Return each line of the records below that contains the word "CommonNoun".

» THE INPUT

----

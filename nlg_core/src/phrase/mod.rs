//! Grammatical structure trees - the abstract output of phrase composition.
//!
//! Every node kind lists its children as struct fields or enum payloads, so
//! a constructed tree is closed by definition: there is no way to build a
//! punctuated phrase with a missing subject, determiner, or unit noun.

mod lexicon;

pub use lexicon::*;

use fact_base::Lexeme;
use serde::{Deserialize, Serialize};

use crate::error::RenderError;

/// An integer digit sequence embedded in a noun phrase.
#[derive(Debug, Clone, Copy, PartialEq, Eq, Serialize, Deserialize)]
pub struct Digits(pub i64);

impl Digits {
    /// Coerce a quantity to its digit sequence by truncation.
    ///
    /// The fractional part is dropped, not rounded: 83871.9 becomes 83871.
    /// A non-finite amount has no digit form and is a hard failure.
    pub fn truncate(amount: f64) -> Result<Self, RenderError> {
        if !amount.is_finite() {
            return Err(RenderError::NumericCoercion(amount));
        }
        Ok(Self(amount.trunc() as i64))
    }
}

impl std::fmt::Display for Digits {
    fn fmt(&self, f: &mut std::fmt::Formatter<'_>) -> std::fmt::Result {
        write!(f, "{}", self.0)
    }
}

/// A common noun, possibly modified or formed from two lexemes.
#[derive(Debug, Clone, PartialEq, Serialize, Deserialize)]
pub enum CommonNoun {
    /// A single noun: "city".
    Bare(Noun),

    /// A noun further modified by an adverbial: "city in Germany".
    Modified {
        head: Box<CommonNoun>,
        modifier: Adverbial,
    },

    /// Two nouns fused into one compound: "square-kilometre" as a unit word.
    Compound { attribute: Noun, head: Noun },

    /// Adjective plus noun: "square kilometre" as two words.
    Attributive { attribute: Adjective, head: Noun },
}

impl CommonNoun {
    /// A single unmodified noun.
    pub fn bare(noun: Noun) -> Self {
        CommonNoun::Bare(noun)
    }

    /// Attach an adverbial modifier to a common noun.
    pub fn modified(head: CommonNoun, modifier: Adverbial) -> Self {
        CommonNoun::Modified {
            head: Box::new(head),
            modifier,
        }
    }

    /// Fuse two nouns into a compound noun.
    pub fn compound(attribute: Noun, head: Noun) -> Self {
        CommonNoun::Compound { attribute, head }
    }

    /// Qualify a noun with an adjective.
    pub fn attributive(attribute: Adjective, head: Noun) -> Self {
        CommonNoun::Attributive { attribute, head }
    }
}

/// A noun phrase - a name, a determined common noun, or a counted one.
#[derive(Debug, Clone, PartialEq, Serialize, Deserialize)]
pub enum NounPhrase {
    /// A bare name: "Berlin".
    Name(Lexeme),

    /// Determiner plus common noun: "a city", "the area".
    Determined {
        determiner: Determiner,
        noun: CommonNoun,
    },

    /// Digit sequence plus common noun: "67000000 inhabitants".
    Counted { count: Digits, noun: CommonNoun },
}

impl NounPhrase {
    /// A noun phrase consisting of a bare name.
    pub fn name(lexeme: Lexeme) -> Self {
        NounPhrase::Name(lexeme)
    }

    /// A determined noun phrase.
    pub fn determined(determiner: Determiner, noun: CommonNoun) -> Self {
        NounPhrase::Determined { determiner, noun }
    }

    /// A counted noun phrase.
    pub fn counted(count: Digits, noun: CommonNoun) -> Self {
        NounPhrase::Counted { count, noun }
    }
}

/// A prepositional modifier: "in Germany", "with 67000000 inhabitants".
#[derive(Debug, Clone, PartialEq, Serialize, Deserialize)]
pub struct Adverbial {
    pub preposition: Preposition,
    pub object: Box<NounPhrase>,
}

impl Adverbial {
    /// Build an adverbial from a preposition and its object.
    pub fn new(preposition: Preposition, object: NounPhrase) -> Self {
        Self {
            preposition,
            object: Box::new(object),
        }
    }
}

/// A predication: subject noun phrase plus predicate noun phrase.
#[derive(Debug, Clone, PartialEq, Serialize, Deserialize)]
pub struct Clause {
    pub subject: NounPhrase,
    pub predicate: NounPhrase,
}

impl Clause {
    /// Build a clause from subject and predicate.
    pub fn new(subject: NounPhrase, predicate: NounPhrase) -> Self {
        Self { subject, predicate }
    }
}

/// A declarative sentence wrapping a clause.
#[derive(Debug, Clone, PartialEq, Serialize, Deserialize)]
pub struct Sentence {
    pub clause: Clause,
}

impl Sentence {
    /// Wrap a clause as a sentence.
    pub fn new(clause: Clause) -> Self {
        Self { clause }
    }
}

/// An utterance wrapping a sentence.
#[derive(Debug, Clone, PartialEq, Serialize, Deserialize)]
pub struct Utterance {
    pub sentence: Sentence,
}

impl Utterance {
    /// Wrap a sentence as an utterance.
    pub fn new(sentence: Sentence) -> Self {
        Self { sentence }
    }
}

/// Terminal punctuation marks.
#[derive(Debug, Clone, Copy, PartialEq, Eq, Serialize, Deserialize)]
pub enum Punctuation {
    FullStop,
    QuestionMark,
    ExclamationMark,
}

impl Punctuation {
    /// The surface character for this mark.
    pub fn mark(&self) -> char {
        match self {
            Punctuation::FullStop => '.',
            Punctuation::QuestionMark => '?',
            Punctuation::ExclamationMark => '!',
        }
    }
}

/// A closed, linearizable phrase: an utterance plus terminal punctuation.
#[derive(Debug, Clone, PartialEq, Serialize, Deserialize)]
pub struct PunctuatedPhrase {
    pub utterance: Utterance,
    pub punctuation: Punctuation,
}

impl PunctuatedPhrase {
    /// Build a punctuated phrase.
    pub fn new(utterance: Utterance, punctuation: Punctuation) -> Self {
        Self {
            utterance,
            punctuation,
        }
    }

    /// Wrap a clause as a declarative full-stop phrase.
    pub fn declarative(clause: Clause) -> Self {
        Self::new(
            Utterance::new(Sentence::new(clause)),
            Punctuation::FullStop,
        )
    }
}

----

» RESPONSE FOR THIS EXERCISE
pub enum CommonNoun {
        head: Box<CommonNoun>,
impl CommonNoun {
        CommonNoun::Bare(noun)
    pub fn modified(head: CommonNoun, modifier: Adverbial) -> Self {
        CommonNoun::Modified {
        CommonNoun::Compound { attribute, head }
        CommonNoun::Attributive { attribute, head }
        noun: CommonNoun,
    Counted { count: Digits, noun: CommonNoun },
    pub fn determined(determiner: Determiner, noun: CommonNoun) -> Self {
    pub fn counted(count: Digits, noun: CommonNoun) -> Self {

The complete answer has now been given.